> _Requirement_: Copy nothing but the lines below running from the line containing "pub enum MutationState" through the line containing "(from, to) =>", both end lines included.

Segment Open

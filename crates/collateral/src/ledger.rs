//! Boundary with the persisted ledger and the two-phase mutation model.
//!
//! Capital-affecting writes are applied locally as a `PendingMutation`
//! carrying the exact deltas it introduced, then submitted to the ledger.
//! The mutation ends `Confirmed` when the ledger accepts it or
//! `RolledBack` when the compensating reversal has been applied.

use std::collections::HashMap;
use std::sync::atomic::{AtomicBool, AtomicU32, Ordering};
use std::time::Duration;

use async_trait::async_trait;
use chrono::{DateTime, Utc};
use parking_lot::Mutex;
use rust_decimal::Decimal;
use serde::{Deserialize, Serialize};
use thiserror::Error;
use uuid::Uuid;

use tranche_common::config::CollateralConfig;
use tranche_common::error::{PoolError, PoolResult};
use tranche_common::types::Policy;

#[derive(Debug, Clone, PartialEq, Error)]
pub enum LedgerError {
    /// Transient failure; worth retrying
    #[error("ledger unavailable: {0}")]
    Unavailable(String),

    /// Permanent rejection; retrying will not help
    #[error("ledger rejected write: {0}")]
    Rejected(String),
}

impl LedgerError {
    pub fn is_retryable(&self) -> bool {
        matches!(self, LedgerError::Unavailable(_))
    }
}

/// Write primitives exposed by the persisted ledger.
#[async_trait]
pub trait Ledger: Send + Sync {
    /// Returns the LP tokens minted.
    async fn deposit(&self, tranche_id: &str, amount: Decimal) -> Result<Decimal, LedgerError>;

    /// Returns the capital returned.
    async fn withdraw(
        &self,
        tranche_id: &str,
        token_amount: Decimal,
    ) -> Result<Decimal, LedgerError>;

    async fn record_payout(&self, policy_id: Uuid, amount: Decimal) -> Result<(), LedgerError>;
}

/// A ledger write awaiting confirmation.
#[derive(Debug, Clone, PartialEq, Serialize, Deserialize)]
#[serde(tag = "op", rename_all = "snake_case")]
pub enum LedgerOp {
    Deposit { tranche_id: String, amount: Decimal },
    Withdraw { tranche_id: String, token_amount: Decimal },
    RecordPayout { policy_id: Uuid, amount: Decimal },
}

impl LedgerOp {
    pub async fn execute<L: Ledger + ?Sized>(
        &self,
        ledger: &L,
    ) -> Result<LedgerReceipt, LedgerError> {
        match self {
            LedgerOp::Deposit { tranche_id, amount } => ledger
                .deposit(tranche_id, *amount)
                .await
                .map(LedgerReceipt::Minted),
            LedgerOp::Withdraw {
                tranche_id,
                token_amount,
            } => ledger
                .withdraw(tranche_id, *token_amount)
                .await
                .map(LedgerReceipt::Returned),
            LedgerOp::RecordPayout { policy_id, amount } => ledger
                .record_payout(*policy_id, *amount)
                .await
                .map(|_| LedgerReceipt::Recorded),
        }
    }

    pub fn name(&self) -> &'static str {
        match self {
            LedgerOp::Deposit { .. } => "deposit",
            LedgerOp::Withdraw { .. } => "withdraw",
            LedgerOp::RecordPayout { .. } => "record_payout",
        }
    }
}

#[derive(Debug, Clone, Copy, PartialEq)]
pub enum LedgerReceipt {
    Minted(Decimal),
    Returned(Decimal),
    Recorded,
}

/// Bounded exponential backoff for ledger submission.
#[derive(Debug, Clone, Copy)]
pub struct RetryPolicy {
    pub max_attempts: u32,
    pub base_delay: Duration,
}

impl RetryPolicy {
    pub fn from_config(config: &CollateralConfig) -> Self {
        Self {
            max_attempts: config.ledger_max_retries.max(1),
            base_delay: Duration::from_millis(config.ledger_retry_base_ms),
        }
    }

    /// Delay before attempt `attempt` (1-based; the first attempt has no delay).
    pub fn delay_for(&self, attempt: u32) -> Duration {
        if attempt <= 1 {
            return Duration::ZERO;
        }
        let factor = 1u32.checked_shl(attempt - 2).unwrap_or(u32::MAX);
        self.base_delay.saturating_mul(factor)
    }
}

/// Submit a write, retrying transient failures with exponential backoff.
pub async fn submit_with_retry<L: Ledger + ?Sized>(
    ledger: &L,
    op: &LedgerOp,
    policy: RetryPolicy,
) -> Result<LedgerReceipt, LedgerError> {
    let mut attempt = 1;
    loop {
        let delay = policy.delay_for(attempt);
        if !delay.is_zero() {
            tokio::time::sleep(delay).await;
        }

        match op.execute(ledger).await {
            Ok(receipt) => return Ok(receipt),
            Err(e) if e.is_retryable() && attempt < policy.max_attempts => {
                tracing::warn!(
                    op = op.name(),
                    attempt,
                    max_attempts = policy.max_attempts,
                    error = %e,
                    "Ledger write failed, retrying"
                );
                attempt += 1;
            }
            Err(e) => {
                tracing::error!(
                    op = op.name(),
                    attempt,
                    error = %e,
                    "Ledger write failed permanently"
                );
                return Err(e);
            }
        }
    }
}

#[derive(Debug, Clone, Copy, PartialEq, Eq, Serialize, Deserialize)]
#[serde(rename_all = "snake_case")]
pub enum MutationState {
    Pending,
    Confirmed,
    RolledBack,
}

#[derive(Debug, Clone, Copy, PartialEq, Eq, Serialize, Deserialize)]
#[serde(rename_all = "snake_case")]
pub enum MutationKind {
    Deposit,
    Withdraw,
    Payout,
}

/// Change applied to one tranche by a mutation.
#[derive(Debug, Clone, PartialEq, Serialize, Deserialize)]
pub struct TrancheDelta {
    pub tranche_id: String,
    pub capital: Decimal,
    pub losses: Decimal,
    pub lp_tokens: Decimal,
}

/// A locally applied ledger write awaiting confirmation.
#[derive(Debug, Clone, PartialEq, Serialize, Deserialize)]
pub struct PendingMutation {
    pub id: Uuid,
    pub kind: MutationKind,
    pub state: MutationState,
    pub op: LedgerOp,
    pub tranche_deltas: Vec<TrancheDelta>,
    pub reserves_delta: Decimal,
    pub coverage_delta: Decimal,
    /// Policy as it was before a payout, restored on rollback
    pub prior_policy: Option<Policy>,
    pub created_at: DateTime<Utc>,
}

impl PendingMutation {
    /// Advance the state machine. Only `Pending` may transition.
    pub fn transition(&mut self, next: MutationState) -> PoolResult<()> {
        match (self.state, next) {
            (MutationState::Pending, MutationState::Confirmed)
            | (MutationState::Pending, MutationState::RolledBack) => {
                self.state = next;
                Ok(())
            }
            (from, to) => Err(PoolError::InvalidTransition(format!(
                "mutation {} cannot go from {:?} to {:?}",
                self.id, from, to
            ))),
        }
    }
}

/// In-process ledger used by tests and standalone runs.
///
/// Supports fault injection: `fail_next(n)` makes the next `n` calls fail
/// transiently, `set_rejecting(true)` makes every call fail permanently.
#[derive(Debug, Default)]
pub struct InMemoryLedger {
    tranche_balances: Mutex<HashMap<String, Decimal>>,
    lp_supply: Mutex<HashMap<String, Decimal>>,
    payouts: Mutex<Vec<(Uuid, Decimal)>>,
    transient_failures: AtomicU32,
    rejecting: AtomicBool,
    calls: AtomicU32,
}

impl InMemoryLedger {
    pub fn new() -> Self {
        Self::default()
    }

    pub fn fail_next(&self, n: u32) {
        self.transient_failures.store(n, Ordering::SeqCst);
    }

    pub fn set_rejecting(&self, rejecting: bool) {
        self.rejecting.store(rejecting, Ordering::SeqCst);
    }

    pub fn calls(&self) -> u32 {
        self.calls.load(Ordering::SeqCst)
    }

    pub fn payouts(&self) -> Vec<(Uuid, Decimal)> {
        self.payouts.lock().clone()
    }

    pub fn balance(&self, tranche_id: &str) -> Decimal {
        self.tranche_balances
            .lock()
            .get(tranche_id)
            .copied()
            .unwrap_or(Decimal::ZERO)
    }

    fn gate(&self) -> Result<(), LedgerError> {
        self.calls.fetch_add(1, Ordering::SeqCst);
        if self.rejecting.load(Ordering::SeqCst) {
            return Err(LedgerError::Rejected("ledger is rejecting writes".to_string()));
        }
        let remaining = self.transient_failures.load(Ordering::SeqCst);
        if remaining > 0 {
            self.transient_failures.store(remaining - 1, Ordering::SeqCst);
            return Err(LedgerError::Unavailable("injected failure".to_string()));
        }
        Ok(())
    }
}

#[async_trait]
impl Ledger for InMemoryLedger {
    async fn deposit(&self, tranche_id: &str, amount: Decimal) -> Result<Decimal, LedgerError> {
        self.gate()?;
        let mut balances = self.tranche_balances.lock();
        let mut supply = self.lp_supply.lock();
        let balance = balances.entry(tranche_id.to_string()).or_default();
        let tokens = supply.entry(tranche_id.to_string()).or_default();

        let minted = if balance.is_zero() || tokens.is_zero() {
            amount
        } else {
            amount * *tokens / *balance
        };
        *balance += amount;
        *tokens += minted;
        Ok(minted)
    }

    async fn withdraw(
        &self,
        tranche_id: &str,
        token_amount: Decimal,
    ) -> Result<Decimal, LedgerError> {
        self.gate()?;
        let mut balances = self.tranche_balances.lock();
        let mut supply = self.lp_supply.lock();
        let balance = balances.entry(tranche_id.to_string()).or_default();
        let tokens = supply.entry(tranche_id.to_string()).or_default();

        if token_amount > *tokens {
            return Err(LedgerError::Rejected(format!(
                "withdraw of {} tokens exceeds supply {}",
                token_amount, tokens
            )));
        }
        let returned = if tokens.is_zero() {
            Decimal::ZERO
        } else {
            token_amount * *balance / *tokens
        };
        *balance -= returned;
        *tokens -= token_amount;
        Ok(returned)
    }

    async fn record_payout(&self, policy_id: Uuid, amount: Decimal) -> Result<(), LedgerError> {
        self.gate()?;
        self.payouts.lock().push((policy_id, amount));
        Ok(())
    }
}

Segment Closed

> _Answer for this exercise_:
pub enum MutationState {
    Pending,
    Confirmed,
    RolledBack,
}

#[derive(Debug, Clone, Copy, PartialEq, Eq, Serialize, Deserialize)]
#[serde(rename_all = "snake_case")]
pub enum MutationKind {
    Deposit,
    Withdraw,
    Payout,
}

/// Change applied to one tranche by a mutation.
#[derive(Debug, Clone, PartialEq, Serialize, Deserialize)]
pub struct TrancheDelta {
    pub tranche_id: String,
    pub capital: Decimal,
    pub losses: Decimal,
    pub lp_tokens: Decimal,
}

/// A locally applied ledger write awaiting confirmation.
#[derive(Debug, Clone, PartialEq, Serialize, Deserialize)]
pub struct PendingMutation {
    pub id: Uuid,
    pub kind: MutationKind,
    pub state: MutationState,
    pub op: LedgerOp,
    pub tranche_deltas: Vec<TrancheDelta>,
    pub reserves_delta: Decimal,
    pub coverage_delta: Decimal,
    /// Policy as it was before a payout, restored on rollback
    pub prior_policy: Option<Policy>,
    pub created_at: DateTime<Utc>,
}

impl PendingMutation {
    /// Advance the state machine. Only `Pending` may transition.
    pub fn transition(&mut self, next: MutationState) -> PoolResult<()> {
        match (self.state, next) {
            (MutationState::Pending, MutationState::Confirmed)
            | (MutationState::Pending, MutationState::RolledBack) => {
                self.state = next;
                Ok(())
            }
            (from, to) => Err(PoolError::InvalidTransition(format!(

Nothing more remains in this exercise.